These tests all use the CPUID instruction (called with EAX=1)
to obtain information about the CPU. This gives its results in EDX and
bit 23 is set if MMX instructions can be used. In the case of the SSE and
SSE2 integer instructions bits 25 and 26 must be tested respectively.
Note also that EMMS is used at the end of every SSE and SSE2 sequence
using the MMX registers to clear them if an instruction using the FPU
follows. EMMS sets the Tag word (which is used by the FPU) to zero,
indicating that all FP registers are available. This is essential because
the MMX registers are in fact the same as the FP registers. For the same
reason you can't mix MMX and FP instructions. See generally
instructions for the FPU.
There are 4 demonstrations:-
Moving and shifting
Logical instructions
Main pack instructions
Addressing methods
SSE integer instructions
SSE2 integer instructions
Moving and shifting
Using these instructions you can move 32 bits (MOVD) or 64 bits (MOVQ) at once to and from the MMX registers or between the registers or between the registers and memory. You can also shift data bit-wise using the "PS" instructions, followed by "L" (left) or "R" (right), "L" (logical) or "A" (arithmetic) and then "W" (16 bits), "D" (32 bits) or "Q" (64 bits).

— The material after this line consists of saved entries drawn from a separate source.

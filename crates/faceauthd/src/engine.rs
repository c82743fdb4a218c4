use async_trait::async_trait;
use faceauth_core::{Embedding, FaceDetector, FaceRecognizer};
use image::RgbImage;
use thiserror::Error;
use tokio::sync::{mpsc, oneshot};

/// Queue depth for pending inference requests; further requests wait on send.
const ENGINE_QUEUE_DEPTH: usize = 4;

#[derive(Error, Debug)]
pub enum EngineError {
    #[error("detector error: {0}")]
    Detector(#[from] faceauth_core::detector::DetectorError),
    #[error("recognizer error: {0}")]
    Recognizer(#[from] faceauth_core::recognizer::RecognizerError),
    #[error("no face detected in the uploaded image")]
    NoFaceDetected,
    #[error("engine thread exited")]
    ChannelClosed,
}

/// Provider seam between the HTTP handlers and the inference pipeline.
///
/// The daemon wires in [`EngineHandle`]; endpoint tests substitute a stub.
#[async_trait]
pub trait FaceEmbedder: Send + Sync {
    /// Compute the embedding of the first detected face in the image.
    async fn embed(&self, image: RgbImage) -> Result<Embedding, EngineError>;
}

/// Messages sent from HTTP handlers to the engine thread.
enum EngineRequest {
    Embed {
        image: RgbImage,
        reply: oneshot::Sender<Result<Embedding, EngineError>>,
    },
}

/// Clone-safe handle to the engine thread.
#[derive(Clone)]
pub struct EngineHandle {
    tx: mpsc::Sender<EngineRequest>,
}

#[async_trait]
impl FaceEmbedder for EngineHandle {
    async fn embed(&self, image: RgbImage) -> Result<Embedding, EngineError> {
        let (reply_tx, reply_rx) = oneshot::channel();
        self.tx
            .send(EngineRequest::Embed {
                image,
                reply: reply_tx,
            })
            .await
            .map_err(|_| EngineError::ChannelClosed)?;
        reply_rx.await.map_err(|_| EngineError::ChannelClosed)?
    }
}

/// Spawn the inference engine on a dedicated OS thread.
///
/// Loads both ONNX models synchronously and fails fast if either is
/// unavailable. The thread owns both sessions; requests are serialized
/// through a bounded channel.
pub fn spawn_engine(scrfd_path: &str, arcface_path: &str) -> Result<EngineHandle, EngineError> {
    let mut detector = FaceDetector::load(scrfd_path)?;
    tracing::info!(path = scrfd_path, "SCRFD detector loaded");

    let mut recognizer = FaceRecognizer::load(arcface_path)?;
    tracing::info!(path = arcface_path, "ArcFace recognizer loaded");

    let (tx, mut rx) = mpsc::channel::<EngineRequest>(ENGINE_QUEUE_DEPTH);

    std::thread::Builder::new()
        .name("faceauth-engine".into())
        .spawn(move || {
            tracing::info!("engine thread started");
            while let Some(req) = rx.blocking_recv() {
                match req {
                    EngineRequest::Embed { image, reply } => {
                        let _ = reply.send(run_embed(&mut detector, &mut recognizer, &image));
                    }
                }
            }
            tracing::info!("engine thread exiting");
        })
        .expect("failed to spawn engine thread");

    Ok(EngineHandle { tx })
}

/// Detect faces and extract the embedding of the first (most confident) one.
fn run_embed(
    detector: &mut FaceDetector,
    recognizer: &mut FaceRecognizer,
    image: &RgbImage,
) -> Result<Embedding, EngineError> {
    let faces = detector.detect(image)?;

    let Some(face) = faces.first() else {
        return Err(EngineError::NoFaceDetected);
    };

    tracing::debug!(
        faces = faces.len(),
        confidence = face.confidence,
        "embedding first detected face"
    );

    Ok(recognizer.extract(image, face)?)
}
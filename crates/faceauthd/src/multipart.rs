use bytes::Bytes;
use futures::stream;
use multer::Multipart;

use crate::api::ApiError;

/// The multipart file field both endpoints read.
const IMAGE_FIELD: &str = "image";

/// Pull the `image` file field out of a multipart request body.
///
/// Any request shape without a readable `image` part — missing or
/// non-multipart content type, bad boundary, malformed body, or simply no
/// such field — reports as [`ApiError::NoImageUploaded`]: from the caller's
/// view there is no image either way.
pub async fn extract_image(content_type: Option<&str>, body: Bytes) -> Result<Bytes, ApiError> {
    let boundary = content_type
        .and_then(|ct| multer::parse_boundary(ct).ok())
        .ok_or(ApiError::NoImageUploaded)?;

    let body_stream = stream::once(async move { Ok::<Bytes, std::io::Error>(body) });
    let mut multipart = Multipart::new(body_stream, boundary);

    loop {
        let field = match multipart.next_field().await {
            Ok(Some(field)) => field,
            Ok(None) => return Err(ApiError::NoImageUploaded),
            Err(e) => {
                tracing::debug!(error = %e, "multipart parsing failed");
                return Err(ApiError::NoImageUploaded);
            }
        };

        if field.name() != Some(IMAGE_FIELD) {
            continue;
        }

        let data = field.bytes().await.map_err(|e| {
            tracing::debug!(error = %e, "failed to read image field");
            ApiError::NoImageUploaded
        })?;
        return Ok(data);
    }
}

Set the breakpoint to MMX_MOVESHIFT run the test and single-step through the code:-
MMX_MOVESHIFT:
MOV EAX,1 ;request CPU feature flags
CPUID ;0Fh, 0A2h CPUID instruction
TEST EDX,800000h ;test bit 23 to see if MMX available
JNZ .20 ;yes
RET
.20
;***************** MOVING AND SHIFTING
MOV EAX,12345678h
MOVD MM0,EAX
MOVQ MM1,MM0
MOV D[QWORD_VALUE],80008000h
MOV D[QWORD_VALUE+4],80008000h
MOVQ MM3,[QWORD_VALUE]
PSLLW MM3,1
MOVQ MM4,MM3
PSRLW MM3,1
MOVQ MM3,[QWORD_VALUE]
PSLLD MM3,1
MOVQ MM4,MM3
PSRLD MM3,1
MOVQ MM3,[QWORD_VALUE]
PSLLQ MM3,1
MOVQ MM4,MM3
PSRLQ MM3,1
;*****************
MOVQ MM3,[QWORD_VALUE]
PSLLW MM3,16
MOVQ MM4,MM3
PSRLW MM3,16
MOVQ MM3,[QWORD_VALUE]
PSLLD MM3,16
MOVQ MM4,MM3
PSRLD MM3,16
MOVQ MM3,[QWORD_VALUE]
PSLLQ MM3,16
MOVQ MM4,MM3
PSRLQ MM3,16
;*****************
MOV D[QWORD_VALUE],81808080h
MOV D[QWORD_VALUE+4],81808080h
MOVQ MM3,[QWORD_VALUE]
PSRAW MM3,2
MOVQ MM4,MM3
PSRAD MM3,2
EMMS
RET
Logical instructions
This demonstrates PAND (bitwise logical AND), PANDN (bitwise logical AND NOT), POR (bitwise logical OR) and PXOR (bitwise logical exclusive OR).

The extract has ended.